—Pas encore; mais il faudra nous y résoudre; tu n'es pas riche et tu dois apprendre à travailler.

—Je veux bien travailler; ce que je ne veux pas, c'est te quitter. Tu es riche, toi!

—Hélas! non, cher petit, murmura Mademoiselle, dont les larmes recommencèrent à couler.

—Et c'est pour cela que tu pleures? Ris donc, va! lorsque je serai grand, je saurai bien gagner de l'argent pour toi et pour Catherine.»

Et, prenant la main de Mademoiselle entre les siennes, l'enfant se rendormit.

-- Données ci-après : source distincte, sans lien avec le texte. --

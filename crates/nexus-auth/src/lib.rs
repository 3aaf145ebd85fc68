//! # nexus-auth
//!
//! Session-token handling for the 42Nexus client.
//!
//! - [`token_store`]: keychain / env / file persistence behind a
//!   [`TokenStore`] trait, plus an in-memory store
//! - [`callback`]: turns an OAuth callback URL into a session token
//! - [`browser_flow`]: opens the login page and catches the redirect on a
//!   loopback `tiny_http` server
//! - [`jwt`]: unverified `exp` decoding for early expiry warnings

pub mod browser_flow;
pub mod callback;
pub mod error;
pub mod jwt;
pub mod token_store;

pub use error::AuthError;
pub use token_store::{FileTokenStore, MemoryTokenStore, SystemTokenStore, TokenSource, TokenStore};
use anyhow::Context;
use clap::Parser;

mod bootstrap;
mod cli;
mod commands;
mod context;
mod output;
mod progress;
mod ui;

#[tokio::main]
async fn main() {
    if let Err(error) = run().await {
        eprintln!("nexus error: {error:#}");
        std::process::exit(1);
    }
}

async fn run() -> anyhow::Result<()> {
    let cli = cli::Cli::parse();
    init_tracing(cli.quiet, cli.verbose)?;

    let config = bootstrap::load_config()?;
    context::warn_unconfigured(&config);

    let flags = cli.global_flags(&config);
    ui::init(&flags);

    let mut ctx = context::AppContext::init(config, &flags)
        .context("failed to initialize the 42Nexus client")?;

    commands::dispatch::dispatch(cli.command, &mut ctx, &flags).await
}

fn init_tracing(quiet: bool, verbose: bool) -> anyhow::Result<()> {
    let level = if quiet {
        "error"
    } else if verbose {
        "debug"
    } else {
        "warn"
    };

    let filter = tracing_subscriber::EnvFilter::try_from_env("NEXUS_LOG")
        .unwrap_or_else(|_| tracing_subscriber::EnvFilter::new(level));

    tracing_subscriber::fmt()
        .with_env_filter(filter)
        .with_writer(std::io::stderr)
        .try_init()
        .map_err(|error| anyhow::anyhow!("failed to initialize tracing subscriber: {error}"))?;

    Ok(())
}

Catherine, sans connaître le docteur Pangloss, était presque de son avis. Que lui manquait-il? la maison était assez vaste pour occuper son activité, et, après Mademoiselle, Gaston ne chérissait personne autant que la vieille servante. L'été, elle conduisait son favori chez Françoise, à Maulette, où Petit-Pierre, gars de la plus belle venue, s'évertuait à compléter l'éducation de son frère de lait. Il l'entraînait au grenier, parmi les bottes de foin; à l'étable, où Jeannette, tout en ruminant, contemplait d'un air pensif les deux amis. Puis on visitait le poulailler pour chercher des œufs, et enfin on revenait dans l'enclos pour grimper aux arbres. Le docteur approuvait ces exercices hygiéniques. Parfois, les jours de vacances, il prenait son filleul en croupe et lui exposait, entre deux visites, quelques-unes de ses théories sur les sociétés de l'avenir.

«Il y a donc des gens méchants? demanda un jour Gaston.

—Non, répondit le docteur, il n'y a que des ignorants qu'il faut plaindre; le mal, sur la terre, vient de l'ignorance.

—Catherine ne sait pas lire, mon parrain, et tout le monde la trouve bonne.»

Le docteur sourit et pinça le bout de l'oreille de l'enfant.